Don't worry, DeLon (and fellow Blizzard lovers): SDDoT isn't planning to bulldoze Dairy Queen. The engineers just want to repaint 2nd Street and Washington Avenue: erase the stripes, draw a fat yellow turning lane down the middle, and draw skinny little lanes on either side.

According to MDL's Chuck Clement, Jansen told the Madison City Commission Monday that SDDot came to Madison and Discovered the Unexpected™: 18 left-turn related accidents from 2004 to 2006.

Jansen says center turn lanes in other towns have reduced accidents 10% to 30%. Jansen says he also expects to get phone calls and complaints if the changes are made.

Gee, why wait that long?
Squeeze five lanes into four? Dumb, dumb, dumb.

Anyone remember how narrow the lanes felt on 6th Street in Brookings? Those of us who prefer to ride bicycle do. Cars come close enough as it is to us cyclists; we don't need those side mirrors coming any closer.

Engineer Jansen says narrower lanes won't be a problem, since newer cars are typically smaller. Engineer Jansen must not have noticed all the pickup trucks, trailers, tractors, and whatever giant SUVs may have rolled off Prostrollo's lot lately that can use all the room on Madison's streets that they can get.

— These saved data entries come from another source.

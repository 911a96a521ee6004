//! Plain text extraction from uploaded documents.

pub mod ocr;
pub mod pdf;

use std::path::Path;

use crate::ai::TextExtractor;
use crate::config::OcrConfig;
use crate::error::ProcessError;

pub use ocr::OcrProcessor;
pub use pdf::PdfTextExtractor;

#[derive(Debug, Clone, Copy, PartialEq, Eq)]
pub enum DocumentFormat {
    Text,
    Pdf,
    Image,
}

impl DocumentFormat {
    pub fn from_extension(ext: &str) -> Option<Self> {
        match ext.to_lowercase().as_str() {
            "txt" | "md" | "text" => Some(Self::Text),
            "pdf" => Some(Self::Pdf),
            "png" | "jpg" | "jpeg" | "tiff" | "tif" | "bmp" | "gif" | "webp" => Some(Self::Image),
            _ => None,
        }
    }
}

/// Routes a document to the right extractor by file extension.
pub struct DocumentTextExtractor {
    ocr: Option<OcrProcessor>,
    pdf: PdfTextExtractor,
}

impl DocumentTextExtractor {
    pub fn new(ocr_enabled: bool, ocr_languages: &[String], ocr_dpi: u32) -> Self {
        let ocr = ocr_enabled.then(|| OcrProcessor::new(ocr_languages, ocr_dpi));
        Self {
            pdf: PdfTextExtractor::new(ocr.clone()),
            ocr,
        }
    }

    pub fn from_config(config: &OcrConfig) -> Self {
        Self::new(config.enabled, &config.languages, config.dpi)
    }
}

impl TextExtractor for DocumentTextExtractor {
    fn extract_text(&self, path: &Path) -> Result<String, ProcessError> {
        let extension = path.extension().and_then(|e| e.to_str()).unwrap_or("");
        let format = DocumentFormat::from_extension(extension)
            .ok_or_else(|| ProcessError::UnsupportedFormat(extension.to_string()))?;

        match format {
            DocumentFormat::Text => {
                std::fs::read_to_string(path).map_err(|e| ProcessError::ReadDocument {
                    path: path.to_path_buf(),
                    source: e,
                })
            }
            DocumentFormat::Pdf => self.pdf.extract(path),
            DocumentFormat::Image => match &self.ocr {
                Some(ocr) => ocr.process_image(path),
                None => Err(ProcessError::OcrFailed("OCR is disabled".to_string())),
            },
        }
    }
}
//! Structured field extraction from OCR text of identity and lease documents.

use std::sync::LazyLock;

use regex::Regex;
use serde::{Deserialize, Serialize};

static CPF_RE: LazyLock<Regex> =
    LazyLock::new(|| Regex::new(r"\b\d{3}\.?\d{3}\.?\d{3}-?\d{2}\b").unwrap());

static RG_RE: LazyLock<Regex> =
    LazyLock::new(|| Regex::new(r"\b\d{1,2}\.\d{3}\.\d{3}-?[0-9X]\b").unwrap());

static PHONE_RE: LazyLock<Regex> =
    LazyLock::new(|| Regex::new(r"\(\d{2}\)\s*\d{4,5}-?\d{4}").unwrap());

static EMAIL_RE: LazyLock<Regex> =
    LazyLock::new(|| Regex::new(r"[a-zA-Z0-9._%+-]+@[a-zA-Z0-9.-]+\.[a-zA-Z]{2,}").unwrap());

static POSTAL_CODE_RE: LazyLock<Regex> =
    LazyLock::new(|| Regex::new(r"\b\d{5}-\d{3}\b").unwrap());

static NAME_RE: LazyLock<Regex> = LazyLock::new(|| {
    Regex::new(
        r"(?:NOME|Nome|NAME|Name):[ \t]*([A-ZÁÉÍÓÚÂÊÔÃÕÇ][\p{L}]+(?:[ \t]+[\p{L}]+)*)",
    )
    .unwrap()
});

/// Fields recognised in a document. Empty lists are omitted when serialized.
#[derive(Debug, Clone, Default, PartialEq, Eq, Serialize, Deserialize)]
pub struct DocumentInfo {
    /// Brazilian individual taxpayer ids.
    #[serde(default, skip_serializing_if = "Vec::is_empty")]
    pub cpf: Vec<String>,
    /// Identity card numbers.
    #[serde(default, skip_serializing_if = "Vec::is_empty")]
    pub rg: Vec<String>,
    #[serde(default, skip_serializing_if = "Vec::is_empty")]
    pub phone: Vec<String>,
    #[serde(default, skip_serializing_if = "Vec::is_empty")]
    pub email: Vec<String>,
    #[serde(default, skip_serializing_if = "Vec::is_empty")]
    pub postal_code: Vec<String>,
    #[serde(default, skip_serializing_if = "Vec::is_empty")]
    pub name: Vec<String>,
}

impl DocumentInfo {
    pub fn is_empty(&self) -> bool {
        self.cpf.is_empty()
            && self.rg.is_empty()
            && self.phone.is_empty()
            && self.email.is_empty()
            && self.postal_code.is_empty()
            && self.name.is_empty()
    }
}

fn find_all(re: &Regex, text: &str) -> Vec<String> {
    re.find_iter(text).map(|m| m.as_str().to_string()).collect()
}

pub fn extract_document_info(text: &str) -> DocumentInfo {
    DocumentInfo {
        cpf: find_all(&CPF_RE, text),
        rg: find_all(&RG_RE, text),
        phone: find_all(&PHONE_RE, text),
        email: find_all(&EMAIL_RE, text),
        postal_code: find_all(&POSTAL_CODE_RE, text),
        name: NAME_RE
            .captures_iter(text)
            .filter_map(|c| c.get(1))
            .map(|m| m.as_str().trim().to_string())
            .collect(),
    }
}
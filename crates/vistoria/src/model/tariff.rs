use serde::{Deserialize, Serialize};

/// A repair price for one item type in one region.
#[derive(Debug, Clone, PartialEq, Serialize, Deserialize)]
pub struct CostTariff {
    pub region: String,
    /// Lower-cased item name, matched against checklist items.
    pub item_type: String,
    pub repair_type: String,
    /// Unit of measure, e.g. `unit` or `m2`.
    pub unit: String,
    pub cost_per_unit: f64,
    pub description: Option<String>,
}
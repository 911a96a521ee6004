//! Job bodies: artifact batches, the cost rollup and the entry/exit
//! comparator. Checklist seeding lives here too.
//!
//! Every job entry point returns a serializable report instead of an error
//! so the worker can store it as the job result. Failures are carried in the
//! report's `status` and `error` fields.

pub mod batch;
pub mod checklist;
pub mod compare;
pub mod costs;
pub mod runner;

use std::sync::Arc;

use serde::{Deserialize, Serialize};

use crate::ai::{
    DisabledAi, NoopDetector, ObjectDetector, SpeechToText, TextExtractor, TextSummarizer,
    VisionAnalyzer,
};
use crate::config::Config;
use crate::db::Database;

pub use batch::{process_artifacts, BatchReport, FileOutcome};
pub use checklist::{
    create_checklist_from_template, extend_checklist_from_detections, ChecklistSeed,
    RoomSuggestion,
};
pub use compare::{compare_checklists, compare_inspections, ComparisonReport, StatusChange};
pub use costs::{
    estimate_costs, recalculate_costs, tariffs_for_region, CostEstimate, CostLine, CostReport,
    QuoteItem,
};
pub use runner::JobRunner;

/// Final status carried by every report.
#[derive(Debug, Clone, Copy, PartialEq, Eq, Serialize, Deserialize)]
#[serde(rename_all = "lowercase")]
pub enum ReportStatus {
    Success,
    Failed,
}

impl ReportStatus {
    pub fn is_success(&self) -> bool {
        matches!(self, Self::Success)
    }
}

/// External services a job may call.
#[derive(Clone)]
pub struct Collaborators {
    pub vision: Arc<dyn VisionAnalyzer>,
    pub speech: Arc<dyn SpeechToText>,
    pub detector: Arc<dyn ObjectDetector>,
    pub summarizer: Arc<dyn TextSummarizer>,
    pub extractor: Arc<dyn TextExtractor>,
}

impl Collaborators {
    /// No AI provider and no detector; documents still go through `extractor`.
    pub fn without_ai(extractor: Arc<dyn TextExtractor>) -> Self {
        Self {
            vision: Arc::new(DisabledAi),
            speech: Arc::new(DisabledAi),
            detector: Arc::new(NoopDetector),
            summarizer: Arc::new(DisabledAi),
            extractor,
        }
    }
}

/// Pricing and defaults used by the job bodies.
#[derive(Debug, Clone, PartialEq)]
pub struct ProcessingSettings {
    pub default_region: String,
    pub fallback_item_cost: f64,
    pub deterioration_unit_cost: f64,
    pub currency: String,
}

impl Default for ProcessingSettings {
    fn default() -> Self {
        Self {
            default_region: "RJ".to_string(),
            fallback_item_cost: 50.0,
            deterioration_unit_cost: 100.0,
            currency: "BRL".to_string(),
        }
    }
}

impl ProcessingSettings {
    pub fn from_config(config: &Config) -> Self {
        Self {
            default_region: config.default_region.clone(),
            fallback_item_cost: config.costs.fallback_item_cost,
            deterioration_unit_cost: config.costs.deterioration_unit_cost,
            currency: config.costs.currency.clone(),
        }
    }
}

/// Everything a job needs, shared by all workers.
#[derive(Clone)]
pub struct ProcessingContext {
    pub db: Database,
    pub collaborators: Collaborators,
    pub settings: ProcessingSettings,
}

impl ProcessingContext {
    pub fn new(db: Database, collaborators: Collaborators, settings: ProcessingSettings) -> Self {
        Self {
            db,
            collaborators,
            settings,
        }
    }
}

/// Rounds a currency amount to cents.
pub(crate) fn round_cents(value: f64) -> f64 {
    (value * 100.0).round() / 100.0
}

Does Engineer Jansen remember what happened last time the state blessed us with a center turn lane? When the state redid Highway 34 (help me out here: was it 1991?), the engineers slapped a big turning lane right down the middle. Lake County drivers didn't know what the heck to do with it. It seemed like a waste of concrete to have that big center strip lying empty 99% of the time. Within a year, the state relaid the stripes (that's why the concrete seams run down the middle of the driving lanes west of town).

That change increased the West 34 from three lanes to four, but we had shoulder to spare out by Nicky's and the F&M. In town, we don't have that wiggle room. A center turn lane in town on 34 is just overkill. It will make driving through town more dangerous, not less, for motorists and cyclists alike. The only was a center turn lane would work is if we physically widened the highway... and I'm thinking my property-owning friends along 34 would have a few words to say about that.*

We don't need to rejigger Highway 34 in town. Neighbors, just start using your left blinker sooner, and keep your eyes peeled. Engineer Jansen, pick up your slide rule and your extra lane and take 'em out east of town, where the nice folks on Lake Madison want 'em.

*Besides, adding a lane would mean Dollar General would have to move its sign, and we can't have that.